Cell is an essentially functional unit (performing all the activities of life), comprising of protoplasm
limited by a membrane and containing one or more nuclei at some time in its life. Cell is considered
as the basic unit of life.
HISTORICAL ASPECTS
As is the case with all the important concepts, the cell concept has had an extensive background
of development.
BEFORE THE INVENTION OF MICROSCOPE: Ancient Greek philosophers such as
Aristotle and Paracelsus concluded that “all animals and plants, however, complicated,
are constituted of a few elements which are repeated in each of them”. They were actually
referring to the macroscopic structures of an organisms such as roots, leaves, stem, in plants
and organs in animals.
DURINH 16TH AND 18TH CENTURIES:
1. The first compound microscope was invented by Francis Janssen and Zachariais
Janssen.
2. Marcello Malpighi (1635-1694) use a microscope to examine the tissues of plants and
animals and suggested that they were composed of structural units that he called “utricles”.
3. The cell was first discovered and named by Robert Hooke in 1665. He remarked that it
looked strangely similar to cellula or small rooms which monks inhabited, thus deriving
the name.
4. The first man to witness a live cell under a microscope was Anton van Leeuwenhoek,
who in 1674 described the algae Spirogyra. He probably also saw bacteria.
He noted that the cell contain a central body (nucleus).
5. Nehemiah Grew published accounts of the microscopic examination of sections through
the flower, roots and stems of plants and clearly indicated that he recognized the cellular
nature of plant tissues.
DURING 19TH CENTURY
1. In 1831, Robert Brown discovered and name the nucleus in the cell.
2. In 1838, Schleiden put forth his idea that the cells were the structure in plants. He also
described the nucleoli and appreciate the fact that each cell leads a double life-one
independent, pertaining to its own development and other as an integral part of a
multicellular plant.
3. In 1839, Schwann applied Schleiden’s thesis to the animals. He suggests that the living
things are made up of both the cells and the products or the secretion of the cells. He
also introduce the term metabolism which describe the activities of the cell.

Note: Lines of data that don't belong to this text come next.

//! OpenAI-compatible embeddings client (§4.G). Talks to any server that
//! implements the `POST /embeddings` contract: Ollama, LM Studio, OpenAI
//! itself. Grounded on the teacher's async collaborator style (see
//! `codegraph-orchestration/src/stages/vector_stage.rs`) rather than on
//! any particular HTTP client the teacher happened to use, since the
//! teacher has no network-bound stage of its own.

use async_trait::async_trait;
use serde::{Deserialize, Serialize};
use tracing::{error, info, warn};

use crate::config::EmbeddingConfig;
use crate::errors::{CoreError, Result};

use super::EmbeddingClient;

#[derive(Debug, Serialize)]
struct EmbeddingRequest<'a> {
    model: &'a str,
    input: &'a [String],
}

#[derive(Debug, Deserialize)]
struct EmbeddingResponse {
    data: Vec<EmbeddingDatum>,
}

#[derive(Debug, Deserialize)]
struct EmbeddingDatum {
    embedding: Vec<f32>,
    index: usize,
}

/// An `EmbeddingClient` backed by an OpenAI-compatible HTTP endpoint.
pub struct OpenAiEmbeddingClient {
    config: EmbeddingConfig,
    http: reqwest::Client,
}

impl OpenAiEmbeddingClient {
    pub fn new(config: EmbeddingConfig) -> Result<Self> {
        config.validate()?;
        let http = reqwest::Client::builder()
            .timeout(std::time::Duration::from_secs(config.timeout_seconds))
            .build()
            .map_err(|e| CoreError::embedding(format!("failed to build http client: {e}")))?;
        Ok(Self { config, http })
    }

    /// Sends one probe embedding and checks the returned dimensionality
    /// against the configured one. Call once at startup (§4.G: "the
    /// client validates its configured dimensionality against the
    /// provider on first use").
    pub async fn initialize(&self) -> Result<()> {
        let probe = self.embed_texts(&["test".to_string()]).await?;
        let actual = probe.first().map(|v| v.len()).unwrap_or(0);
        if actual != self.config.dimensions {
            error!("embedding service initialization failed: dimension mismatch");
            return Err(CoreError::dimension_mismatch(self.config.dimensions, actual));
        }
        info!(model = %self.config.model, "embedding service ready");
        Ok(())
    }

    async fn embed_batch(&self, batch: &[String]) -> Result<Vec<Vec<f32>>> {
        let url = format!("{}/embeddings", self.config.api_url.trim_end_matches('/'));
        let request = EmbeddingRequest { model: &self.config.model, input: batch };

        let mut builder = self.http.post(&url).json(&request);
        if !self.config.api_key.is_empty() {
            builder = builder.bearer_auth(&self.config.api_key);
        }

        let response = builder.send().await.map_err(|e| {
            warn!("embedding request failed: {e}");
            CoreError::embedding(format!("request to {url} failed: {e}"))
        })?;

        if !response.status().is_success() {
            let status = response.status();
            let body = response.text().await.unwrap_or_default();
            return Err(CoreError::embedding(format!("provider returned {status}: {body}")));
        }

        let mut parsed: EmbeddingResponse = response
            .json()
            .await
            .map_err(|e| CoreError::embedding(format!("failed to parse embedding response: {e}")))?;

        // Provider may not preserve request order; sort by index to match input order (§4.G).
        parsed.data.sort_by_key(|d| d.index);
        Ok(parsed.data.into_iter().map(|d| d.embedding).collect())
    }
}

#[async_trait]
impl EmbeddingClient for OpenAiEmbeddingClient {
    async fn embed_texts(&self, texts: &[String]) -> Result<Vec<Vec<f32>>> {
        if texts.is_empty() {
            return Ok(Vec::new());
        }
        let mut all = Vec::with_capacity(texts.len());
        for batch in texts.chunks(self.config.batch_size) {
            let embeddings = self.embed_batch(batch).await?;
            all.extend(embeddings);
        }
        Ok(all)
    }

    fn dimensions(&self) -> usize {
        self.config.dimensions
    }
}

#[cfg(test)]
mod tests {
    use super::*;

    #[test]
    fn rejects_invalid_config_at_construction() {
        let mut config = EmbeddingConfig::default();
        config.dimensions = 0;
        assert!(OpenAiEmbeddingClient::new(config).is_err());
    }

    #[test]
    fn builds_with_default_config() {
        let config = EmbeddingConfig::default();
        assert!(OpenAiEmbeddingClient::new(config).is_ok());
    }
}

2. Both of them thus formulated the basic and formal biological generalization, known as cell
theory or cell doctrine.
a. The cell is the unit of structure, physiology, and organization in living
things.
b. The cell retains a dual existence as a distinct entity and a building block in
the construction of organisms.
c. Cells form by free-cell formation, similar to the formation of crystals
(spontaneous generation).
4. In 1846, K. Nageli showed that the plant cells arise from the pre-existing cells.
5. In 1855, Rudolf Virchow confirmed the Nageli’s principle and stated that “omnis cellula
e cellula”.
6. In 1865, Virchow’s principle was experimentally proved by Louis Pasteur.
MODREN CELL THEORY
The modern version of cell theory states that
1. All living organisms are made up of one or more cells and cell products.
2. All metabolic reaction in unicellular and multicellular organisms take place in cells.
3. Cells originate only from other pre-existing cells.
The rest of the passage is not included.